Keywords: English Renaissance literature; Shakespeare; genre of bloody tragedy; gothic grotesque, gothic topoi
Funding: The research was funded by the Russian Science Foundation (project № 23-28-01727).
For citation: Krasavchenko T.N. (2023) At the Origins of British Gothic: Shakespeare's Tragedies Titus Andronicus and Macbeth. Lomonosov Philology Journal. Series 9. Philology, no. 5, pp. 115-125.
Эпиграфом к «Титу Андронику», написанному в жанре кровавой «трагедии мести», могут послужить слова одного из ее персонажей: «И ты увидишь ужас — кровь и смерть!» (II, 3). По ходу действия в пьесе — четырнадцать убийств, изнасилование, отрезанный язык у героини, три отрубленные руки, пирог с мясом детей как угощение матери. Трагическое предстает здесь как ужасное.
Многие не могли поверить, что автором столь грубой, жестокой трагедии был Шекспир, но его друзья Джон Хеминг и Генри Конделл 116
без колебаний включили ее в первое собрание его сочинений — фолио 1623 г., ставшее основой «шекспировского канона». Если воспринимать ее буквально, она действительно кажется слабой. Но нужно учесть, что это первая трагедия Шекспира и написана она в период невероятной популярности «кровавой трагедии», яркие образцы которой создали Томас Кид и Кристофер Марло. Шекспир чутко реагировал на веяния эпохи и запросы зрителей. Создав «кровавую баню», он будто заявил зрителям: «Жаждете крови, извольте», — но, как заметил американский историк и теоретик культуры Гарольд Блум, вольно или невольно он написал пародию на предшественников [Bloom 1998: 78]. Двигаться дальше в жанре трагедии он мог, лишь преодолев их мощное эстетическое влияние (прежде всего влияние Марло). И ему это удалось: в «Тите Андронике» он довел «модель» кровавой трагедии до п редела [Bloom 1998: 80] и подготовил свой выход за рамки «кровавой моды».
При внимательном прочтении этой трагедии выясняется, что она не проста. Шекспир так нагнетает в ней ужас, что даже вызывает смех, хотя и несколько нервный. Перед нами готический гротеск.
По сути, это «трагедия без героя». Судя по названию, ее герой — римский полководец Тит Андроник, и зритель/читатель должен сочувствовать его страданиям. Но Тит с самого начала ведет себя как злодей: война окончена, но по его приказу римляне, несмотря на мольбы пленной готской царицы Таморы, мстят за погибших на войне: старший сын царицы «изрублен и внутренности брошены в огонь» (I, 1; здесь и далее перевод А. Курошевой [Шекспир 1958]). Тит убивает одного из своих сыновей, осмелившегося ему противоречить, а в конце трагедии — свою покалеченную, измученную дочь Лавинию, решив избавить ее от мучительной жизни, и затем — Та-мору. Своевольно распоряжающийся жизнями людей Тит предстает как пародия на Тамерлана Марло [Bloom 1998: 79].
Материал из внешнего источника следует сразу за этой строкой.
impl ContainerRuntime {
    pub fn new(engine: Arc<dyn ContainerEngine>, prefix: impl Into<String>) -> Self {
        Self {
            engine,
            pulls: SingleFlight::new(),
            pull_audience: PullAudience::default(),
            volumes: SingleFlight::new(),
            prefix: prefix.into(),
            remove_containers: false,
        }
    }

    /// Remove containers on cleanup instead of keeping them for reuse
    pub fn with_remove_containers(mut self, remove: bool) -> Self {
        self.remove_containers = remove;
        self
    }

    pub fn engine(&self) -> &Arc<dyn ContainerEngine> {
        &self.engine
    }

    pub fn prefix(&self) -> &str {
        &self.prefix
    }

    /// Create a named volume at most once per run
    pub async fn ensure_volume(&self, name: &str) -> Result<(), EngineError> {
        let engine = self.engine.clone();
        let volume = name.to_string();
        self.volumes
            .run(name.to_string(), async move {
                log::info!("Creating volume {}", volume);
                engine.create_volume(&volume).await
            })
            .await
    }

    /// Inspect an image, pulling it first when it is not available locally
    pub async fn resolve_image(
        &self,
        reference: &str,
        core: &ProcessCore,
    ) -> Result<ImageInfo, EngineError> {
        match self.engine.inspect_image(reference).await {
            Ok(image) => return Ok(image),
            Err(e) if e.is_not_found() => {}
            Err(e) => return Err(e),
        }

        core.emit_status(format!("Pulling image {}", reference));
        lock(&self.pull_audience)
            .entry(reference.to_string())
            .or_default()
            .push(core.clone());

        let engine = self.engine.clone();
        let pull_reference = reference.to_string();
        let audience = self.pull_audience.clone();
        let pulled = self
            .pulls
            .run(reference.to_string(), async move {
                pull_with_progress(engine, pull_reference, audience).await
            })
            .await;
        lock(&self.pull_audience).remove(reference);
        pulled?;

        self.engine.inspect_image(reference).await
    }
}
//! Native process driver and the process-spawn interface it runs on

use crate::config::{Environment, ScalarValue, SubstitutionContext};
use crate::runtime::process::{
    lock, read_chunks, OutputStream, Process, ProcessCore, ProcessError, ProcessState, Signal,
};
use async_trait::async_trait;
#[cfg(not(unix))]
use futures::stream::StreamExt;
use indexmap::IndexMap;
use std::io;
use std::path::PathBuf;
#[cfg(not(unix))]
use std::process::Stdio;
use std::sync::{Arc, Mutex};
use std::time::Duration;
use tokio::process::{Child, Command};

const DEFAULT_COLUMNS: u16 = 80;
const DEFAULT_ROWS: u16 = 30;
const OUTPUT_DRAIN_TIMEOUT: Duration = Duration::from_millis(250);

/// Terminal dimensions advertised to spawned commands
#[derive(Debug, Clone, Copy, PartialEq, Eq)]
pub struct TerminalSize {
    pub columns: u16,
    pub rows: u16,
}

impl Default for TerminalSize {
    fn default() -> Self {
        Self {
            columns: DEFAULT_COLUMNS,
            rows: DEFAULT_ROWS,
        }
    }
}

impl TerminalSize {
    /// Read `COLUMNS`/`LINES` from the environment, falling back to 80x30
    pub fn from_env() -> Self {
        let read = |name: &str| std::env::var(name).ok().and_then(|v| v.parse::<u16>().ok());
        Self {
            columns: read("COLUMNS").unwrap_or(DEFAULT_COLUMNS),
            rows: read("LINES").unwrap_or(DEFAULT_ROWS),
        }
    }
}

/// Everything needed to spawn one command
#[derive(Debug, Clone)]
pub struct SpawnRequest {
    /// Command line, interpreted by a shell
    pub command: String,
    /// Working directory
    pub cwd: PathBuf,
    /// Variables added to the inherited environment
    pub env: Environment,
    pub size: TerminalSize,
}

/// Handle to a spawned child
#[async_trait]
pub trait ChildHandle: Send + Sync {
    /// OS process id, if known
    fn id(&self) -> Option<u32>;

    /// Deliver a signal to the child and everything it spawned
    fn signal(&self, signal: Signal) -> io::Result<()>;

    /// Forcefully kill the child and everything it spawned
    fn kill_tree(&self) -> io::Result<()>;

    /// Wait for exit and return the exit code
    async fn wait(&self) -> io::Result<i64>;
}

/// A freshly spawned child with its combined output
pub struct SpawnedProcess {
    pub handle: Arc<dyn ChildHandle>,
    pub output: OutputStream,
}

/// Process-spawn primitive
pub trait Spawner: Send + Sync {
    fn spawn(&self, request: &SpawnRequest) -> io::Result<SpawnedProcess>;
}

/// Spawns commands through `/bin/sh -c` on a pseudo-terminal, each in its own
/// process group
#[derive(Debug, Clone)]
pub struct ShellSpawner {
    shell: PathBuf,
}

impl Default for ShellSpawner {
    fn default() -> Self {
        Self {
            shell: PathBuf::from("/bin/sh"),
        }
    }
}

impl ShellSpawner {
    fn command(&self, request: &SpawnRequest) -> Command {
        let mut cmd = Command::new(&self.shell);
        cmd.arg("-c")
            .arg(&request.command)
            .current_dir(&request.cwd)
            .envs(&request.env)
            .env("TERM", "xterm-color")
            .env("COLUMNS", request.size.columns.to_string())
            .env("LINES", request.size.rows.to_string())
            .kill_on_drop(true);
        cmd
    }
}

impl Spawner for ShellSpawner {
    #[cfg(unix)]
    fn spawn(&self, request: &SpawnRequest) -> io::Result<SpawnedProcess> {
        let terminal = terminal::Terminal::open(request.size)?;
        let mut cmd = self.command(request);
        cmd.stdin(terminal.slave()?)
            .stdout(terminal.slave()?)
            .stderr(terminal.slave()?);

        // Keep terminal interrupts away from children; the orchestrator relays them
        cmd.process_group(0);

        let child = cmd.spawn()?;
        // Only the child may hold the slave side, or the output never ends
        drop(cmd);

        Ok(SpawnedProcess {
            handle: Arc::new(ShellChild {
                pid: child.id(),
                child: tokio::sync::Mutex::new(child),
            }),
            output: read_chunks(terminal.into_reader()?),
        })
    }

    #[cfg(not(unix))]
    fn spawn(&self, request: &SpawnRequest) -> io::Result<SpawnedProcess> {
        let mut cmd = self.command(request);
        cmd.stdin(Stdio::null())
            .stdout(Stdio::piped())
            .stderr(Stdio::piped());

        let mut child = cmd.spawn()?;
        let stdout = child.stdout.take().map(read_chunks);
        let stderr = child.stderr.take().map(read_chunks);
        let output = match (stdout, stderr) {
            (Some(out), Some(err)) => futures::stream::select(out, err).boxed(),
            (Some(out), None) => out,
            (None, Some(err)) => err,
            (None, None) => futures::stream::empty().boxed(),
        };

        Ok(SpawnedProcess {
            handle: Arc::new(ShellChild {
                pid: child.id(),
                child: tokio::sync::Mutex::new(child),
            }),
            output,
        })
    }
}

#[cfg(unix)]
mod terminal {
    use super::TerminalSize;
    use nix::errno::Errno;
    use nix::fcntl::{fcntl, FcntlArg, OFlag};
    use nix::pty::{openpty, Winsize};
    use std::io;
    use std::os::fd::{AsRawFd, OwnedFd};
    use std::pin::Pin;
    use std::process::Stdio;
    use std::task::{ready, Context, Poll};
    use tokio::io::unix::AsyncFd;
    use tokio::io::{AsyncRead, ReadBuf};

    /// Pseudo-terminal pair a child runs on
    pub(super) struct Terminal {
        master: OwnedFd,
        slave: OwnedFd,
    }

    impl Terminal {
        pub(super) fn open(size: TerminalSize) -> io::Result<Self> {
            let winsize = Winsize {
                ws_row: size.rows,
                ws_col: size.columns,
                ws_xpixel: 0,
                ws_ypixel: 0,
            };
            let pty = openpty(&winsize, None::<&nix::sys::termios::Termios>)?;
            Ok(Self {
                master: pty.master,
                slave: pty.slave,
            })
        }

        /// One standard stream of the child
        pub(super) fn slave(&self) -> io::Result<Stdio> {
            Ok(Stdio::from(self.slave.try_clone()?))
        }

        /// Reader over everything the child writes to the terminal
        pub(super) fn into_reader(self) -> io::Result<TerminalReader> {
            let Terminal { master, slave } = self;
            drop(slave);
            let flags = OFlag::from_bits_truncate(fcntl(master.as_raw_fd(), FcntlArg::F_GETFL)?);
            fcntl(master.as_raw_fd(), FcntlArg::F_SETFL(flags | OFlag::O_NONBLOCK))?;
            Ok(TerminalReader {
                master: AsyncFd::new(master)?,
            })
        }
    }

    pub(super) struct TerminalReader {
        master: AsyncFd<OwnedFd>,
    }

    impl AsyncRead for TerminalReader {
        fn poll_read(
            self: Pin<&mut Self>,
            cx: &mut Context<'_>,
            buf: &mut ReadBuf<'_>,
        ) -> Poll<io::Result<()>> {
            loop {
                let mut guard = ready!(self.master.poll_read_ready(cx))?;
                let unfilled = buf.initialize_unfilled();
                let read = guard.try_io(|master| {
                    nix::unistd::read(master.as_raw_fd(), unfilled).map_err(io::Error::from)
                });
                match read {
                    Ok(Ok(n)) => {
                        buf.advance(n);
                        return Poll::Ready(Ok(()));
                    }
                    // Every process holding the slave side has exited
                    Ok(Err(e)) if e.raw_os_error() == Some(Errno::EIO as i32) => {
                        return Poll::Ready(Ok(()));
                    }
                    Ok(Err(e)) => return Poll::Ready(Err(e)),
                    Err(_would_block) => continue,
                }
            }
        }
    }
}

struct ShellChild {
    pid: Option<u32>,
    child: tokio::sync::Mutex<Child>,
}

#[async_trait]
impl ChildHandle for ShellChild {
    fn id(&self) -> Option<u32> {
        self.pid
    }

    #[cfg(unix)]
    fn signal(&self, signal: Signal) -> io::Result<()> {
        use nix::unistd::Pid;

        // The child leads its own process group; everything in it gets the signal
        let pid = self.pid.ok_or_else(|| io::Error::other("process has no pid"))?;
        nix::sys::signal::killpg(Pid::from_raw(pid as i32), signal.to_nix()).map_err(io::Error::from)
    }

    #[cfg(not(unix))]
    fn signal(&self, _signal: Signal) -> io::Result<()> {
        Err(io::Error::new(io::ErrorKind::Unsupported, "signals are unix-only"))
    }

    #[cfg(unix)]
    fn kill_tree(&self) -> io::Result<()> {
        use nix::unistd::Pid;

        // Members of the group may outlive its leader
        let pid = self.pid.ok_or_else(|| io::Error::other("process has no pid"))?;
        nix::sys::signal::killpg(Pid::from_raw(pid as i32), nix::sys::signal::Signal::SIGKILL)
            .map_err(io::Error::from)
    }

    #[cfg(not(unix))]
    fn kill_tree(&self) -> io::Result<()> {
        match self.child.try_lock() {
            Ok(mut child) => child.start_kill(),
            Err(_) => Err(io::Error::other("child is being awaited")),
        }
    }

    async fn wait(&self) -> io::Result<i64> {
        let status = self.child.lock().await.wait().await?;
        if let Some(code) = status.code() {
            return Ok(code as i64);
        }
        #[cfg(unix)]
        {
            use std::os::unix::process::ExitStatusExt;
            if let Some(signal) = status.signal() {
                return Ok(128 + signal as i64);
            }
        }
        Ok(-1)
    }
}

/// An app running as a native OS command
pub struct NativeProcess {
    core: ProcessCore,
    command: String,
    cwd: PathBuf,
    environment: IndexMap<String, ScalarValue>,
    base_environment: Environment,
    spawner: Arc<dyn Spawner>,
    handle: Mutex<Option<Arc<dyn ChildHandle>>>,
}

impl NativeProcess {
    /// Create a native process
    ///
    /// `base_environment` is added to every spawn underneath the app's own
    /// environment (the compose file's top-level `environment`).
    pub fn new(
        name: impl Into<String>,
        command: impl Into<String>,
        cwd: impl Into<PathBuf>,
        environment: IndexMap<String, ScalarValue>,
        base_environment: Environment,
        spawner: Arc<dyn Spawner>,
    ) -> Self {
        Self {
            core: ProcessCore::new(name),
            command: command.into(),
            cwd: cwd.into(),
            environment,
            base_environment,
            spawner,
            handle: Mutex::new(None),
        }
    }

    /// Merge upstream values under the app's own environment and resolve references
    fn resolve_environment(&self, extra_environment: Environment) -> Environment {
        let mut merged = extra_environment;
        merged.extend(
            self.environment
                .iter()
                .map(|(key, value)| (key.clone(), value.as_str())),
        );
        SubstitutionContext::new()
            .with_vars(merged.clone())
            .substitute_env(&merged)
    }
}

#[async_trait]
impl Process for NativeProcess {
    fn core(&self) -> &ProcessCore {
        &self.core
    }

    async fn start(&self, extra_environment: Environment) {
        if self.core.state() != ProcessState::Created {
            log::debug!("[{}] Not starting, state is {:?}", self.core.name(), self.core.state());
            return;
        }

        let mut env = self.base_environment.clone();
        env.extend(self.resolve_environment(extra_environment));

        let request = SpawnRequest {
            command: self.command.clone(),
            cwd: self.cwd.clone(),
            env,
            size: TerminalSize::from_env(),
        };

        log::info!("[{}] Starting: {}", self.core.name(), self.command);

        let SpawnedProcess { handle, output } = match self.spawner.spawn(&request) {
            Ok(spawned) => spawned,
            Err(e) => {
                log::error!("[{}] Failed to spawn process: {}", self.core.name(), e);
                self.core.fail(ProcessError::SpawnFailed {
                    command: self.command.clone(),
                    source: e,
                });
                return;
            }
        };

        *lock(&self.handle) = Some(handle.clone());
        self.core.mark_started();

        let core = self.core.clone();
        tokio::spawn(async move {
            let forwarder = tokio::spawn({
                let core = core.clone();
                async move { core.forward_output(output, || {}).await }
            });
            let status = handle.wait().await;
            // Background grandchildren may keep the output open past exit
            if tokio::time::timeout(OUTPUT_DRAIN_TIMEOUT, forwarder).await.is_err() {
                log::debug!("[{}] Output still open after exit", core.name());
            }
            match status {
                Ok(code) => {
                    core.mark_exited(code);
                }
                Err(e) => {
                    core.emit_error(ProcessError::Wait(e));
                    core.mark_exited(-1);
                }
            }
        });
    }

    async fn kill(&self, signal: Signal) -> bool {
        let handle = lock(&self.handle).clone();
        let Some(handle) = handle else {
            return false;
        };
        if self.core.is_ended() {
            return false;
        }

        self.core.mark_exiting(signal);
        if let Err(e) = handle.signal(signal) {
            log::debug!("[{}] Failed to send {}: {}", self.core.name(), signal, e);
        }
        if signal == Signal::Kill {
            self.cleanup().await;
        }
        true
    }

    async fn cleanup(&self) {
        let handle = lock(&self.handle).clone();
        let Some(handle) = handle else {
            return;
        };
        // The group may already be gone
        if let Err(e) = handle.kill_tree() {
            log::debug!("[{}] Failed to kill process tree: {}", self.core.name(), e);
        }
    }
}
В трагедии речь идет о тревожном, пугающем прошлом — о близком к гибели древнем Риме, на который наступают варвары — готы. Символический смысл готического топоса имеет в трагедии лес, «дремучий и безжалостный», — место, «природой созданное для злодейства» (IV, 1). В лесу сыновья Таморы убили мужа Лавинии, использовали его труп как ложе для насилия над нею и, чтобы она их не выдала, отрезали ей язык и руки.
Как мощный источник зла изображена Тамора. Поразив своей красотой римского императора, она вышла за него замуж, подчинила его себе и превратила Рим в «пустыню, где живут лишь тигры» (III, 1), сын Тита Люций называет Тамору «тигрицей злобной» (V, 3). Насилие над Лавинией и казнь двух невиновных сыновей Тита вписались в ее акт мести за казнь ее сына.
Еще один злодей в пьесе — темнокожий мавр Аарон, любовник Таморы. Воплощение зла, трикстер, глумливо афиширующий свою злонамеренность, он откровенно признается, что «черен и душой и телом» (III, 1): «дней таких / Немного в жизни у меня бывало, — / Когда бы я злодейства не свершил <...> Не подготовил, не свершил насилья /<...> Коль черти есть, хотел бы я быть чертом, / Чтоб жить и в вечном пламени гореть» (V, 1).
Есть в пьесе и готическая героиня — Лавиния, добродетельная, наивная, оказавшаяся одна в опасном мире — в лесу наедине с насильниками.
В мире «Тита Андроника» господствуют не боги, не гражданские законы, а жестокие желания людей, причем произвол творят и римляне, и готы; кровожадны и нецивилизованны и те, и другие [Hewitt 2013: 47]; человеческая жизнь здесь ничего не стоит — с такой легкостью совершаются убийства и казни. К богам обращаются обе враждующие стороны — и Тит с его сторонниками, и Аарон с сыновьями Таморы. И все сетуют на равнодушие богов. Аарон прямо заявляет: «Чертям молитесь — боги вас забыли» (IV, 2). Ощущение покинутости мира богами или Богом Шекспир усиливает введением анахронизмов — частым использованием при описании языческого Рима привычных для своих современников понятий христианской теологии: «ад», «черт», «дьявол» (III, 1; 2; IV, 3; V, 1; 2 и др.).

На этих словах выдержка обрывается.